Each resonance structure has:
- One C=O double bond
- Two C–O⁻ single bonds (each with negative charge)
- C has 4 bonds → OK
- Each O has 8 electrons: double-bonded O has 2 lone pairs, single-bonded O has 3 lone pairs.
Total electrons:
- Bonds: 1 double bond (4e⁻) + 2 single bonds (2×2 = 4e⁻) → 8e⁻ in bonds
- Lone pairs: 2 O have 3 lone pairs (6e⁻ each) → 12e⁻, one O has 2 lone pairs (4e⁻) → total = 16e⁻
- Total = 8 + 16 = 24 → correct.
Resonance makes all C–O bonds equivalent (partial double bond character).

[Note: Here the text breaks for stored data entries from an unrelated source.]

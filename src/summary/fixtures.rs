//! Builders for test records and an in-memory stand-in for the remote service.

use crate::api::{
    BoardResolver, CatalogSource, NamedEntity, Project, ProjectFilter, ProjectLister,
    RemoteError, Task, TaskLister,
};
use std::{
    cell::{Cell, RefCell},
    collections::HashMap,
};

pub fn entity(id: u64, name: &str) -> NamedEntity {
    NamedEntity {
        id,
        name: name.to_string(),
    }
}

pub fn task(id: u64, status: &str) -> Task {
    Task {
        id,
        status: Some(status.to_string()),
        ..Task::default()
    }
}

pub fn task_due(id: u64, status: &str, due: u32) -> Task {
    Task {
        due_date: Some(due),
        ..task(id, status)
    }
}

pub fn project(id: u64, name: &str) -> Project {
    Project {
        id,
        name: name.to_string(),
        ..Project::default()
    }
}

/// A fake service holding everything in memory. Projects or boards not registered come back
/// empty, and tasks for an unknown project are a remote error, as they would be from the API.
#[derive(Default)]
pub struct FakeService {
    pub tags: Vec<NamedEntity>,
    pub boards: Vec<NamedEntity>,
    pub projects_by_tag: HashMap<u64, Vec<Project>>,
    pub projects_by_board: HashMap<u64, Vec<Project>>,
    pub tasks: HashMap<u64, Vec<Task>>,
    pub tag_fetches: Cell<u32>,
    pub board_fetches: Cell<u32>,
    /// Every project filter asked for, in order.
    pub project_queries: RefCell<Vec<ProjectFilter>>,
}
impl FakeService {
    pub fn with_project(mut self, project: Project, tasks: Vec<Task>) -> Self {
        self.tasks.insert(project.id, tasks);
        self
    }
}
impl ProjectLister for FakeService {
    fn list_projects(&self, filter: &ProjectFilter) -> Result<Vec<Project>, RemoteError> {
        self.project_queries.borrow_mut().push(filter.clone());
        Ok(match filter {
            ProjectFilter::All => self.projects_by_tag.values().flatten().cloned().collect(),
            ProjectFilter::Tags(ids) => ids
                .iter()
                .flat_map(|id| self.projects_by_tag.get(id).cloned().unwrap_or_default())
                .collect(),
        })
    }
}
impl TaskLister for FakeService {
    fn list_tasks_for_project(&self, project_id: u64) -> Result<Vec<Task>, RemoteError> {
        self.tasks
            .get(&project_id)
            .cloned()
            .ok_or_else(|| RemoteError::Status {
                status: 404,
                url: format!("https://fake.teamwork.com/projects/{project_id}/tasks.json"),
            })
    }
}
impl BoardResolver for FakeService {
    fn list_projects_for_board(&self, board_id: u64) -> Result<Vec<Project>, RemoteError> {
        Ok(self
            .projects_by_board
            .get(&board_id)
            .cloned()
            .unwrap_or_default())
    }
}
impl CatalogSource for FakeService {
    fn tags(&self) -> Result<Vec<NamedEntity>, RemoteError> {
        self.tag_fetches.set(self.tag_fetches.get() + 1);
        Ok(self.tags.clone())
    }

    fn portfolio_boards(&self) -> Result<Vec<NamedEntity>, RemoteError> {
        self.board_fetches.set(self.board_fetches.get() + 1);
        Ok(self.boards.clone())
    }
}
mod aggregate;
mod builder;
mod catalog;
mod classify;
mod matcher;

#[cfg(test)]
pub(crate) mod fixtures;

use crate::api::RemoteError;

pub use aggregate::{GroupSelector, GroupSummary, Summarizer, SummaryOptions};
pub use builder::{ProjectDescriptor, Summary, SummaryBuilder};
pub use catalog::Catalog;
pub use classify::Classification;
pub use matcher::match_names;

/// Anything that can stop a summary from being produced. A failure anywhere in a group discards
/// that group's summary entirely.
#[derive(Debug, thiserror::Error)]
pub enum SummaryError {
    #[error(transparent)]
    Remote(#[from] RemoteError),
    #[error("task {task_id} has no status")]
    MissingStatus { task_id: u64 },
    #[error("invalid name pattern `{pattern}`")]
    InvalidPattern {
        pattern: String,
        #[source]
        source: regex::Error,
    },
    #[error("`{value}` is not a valid YYYYMMDD date")]
    InvalidDate { value: u32 },
}
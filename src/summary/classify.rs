use super::SummaryError;
use crate::api::Task;

/// How a single task counts towards a summary.
#[derive(Debug, Clone, Copy, PartialEq, Eq)]
pub struct Classification {
    /// Whether the task counts as completed (if not, it's active).
    pub completed: bool,
    /// Whether the task counts as late.
    pub late: bool,
}
impl Classification {
    /// Classifies the given task. `group_due` is the latest due date seen so far in the group
    /// being summarised (including this task's own), and `today` is in `YYYYMMDD` form.
    ///
    /// A task is completed if its status starts with `complete` (case-sensitive, that's how the
    /// service reports it), if it's flagged as completed, or if its progress is exactly 100.
    ///
    /// Lateness is judged against the group's running due date rather than the task's own, so a
    /// task is late whenever the latest due date seen *up to this point* is in the past. The
    /// late count of a group therefore depends on the order its tasks are folded in.
    pub fn of(task: &Task, group_due: Option<u32>, today: u32) -> Result<Self, SummaryError> {
        let status = task
            .status
            .as_deref()
            .ok_or(SummaryError::MissingStatus { task_id: task.id })?;

        Ok(Self {
            completed: status.starts_with("complete")
                || task.completed == Some(true)
                || task.progress == Some(100),
            late: group_due.is_some_and(|due| due < today),
        })
    }
}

#### Electron Geometry: 3 bonding domains → Trigonal planar
#### Molecular Geometry: Trigonal planar
✔ Answer:
- Lewis Structure: Central C bonded to three O atoms; one double bond, two single bonds with negative charges; resonance structures.
- Molecular Structure: Trigonal planar
- Molecular Geometry: Trigonal planar
---
✔ Final Table Summary:
| Molecular Formula | Lewis Structure | Molecular Structure | Molecular Geometry |
|-------------------|------------------|----------------------|--------------------|
| H₂O | O with two single bonds to H and two lone pairs | Tetrahedral (electron) | Bent |
| SO₃ | S with three double bonds to O (no lone pairs on S) | Trigonal planar | Trigonal planar |
| HCN | H–C≡N with lone pair on N | Linear | Linear |
| SiCl₄ | Si bonded to four Cl atoms (each Cl has 3 lone pairs) | Tetrahedral | Tetrahedral |
| CO₃²⁻ | Resonance: C with one double bond and two single bonds to O⁻ | Trigonal planar | Trigonal planar |
---
📌 Note: For drawing, you should sketch:
- Dots for lone pairs
- Lines for bonds
- Include formal charges if needed (especially in CO₃²⁻ and SO₃)
Let me know if you'd like a visual version of the Lewis structures!
Parent Tip: Review the logic above to help your child master the concept of molecular geometry worksheet.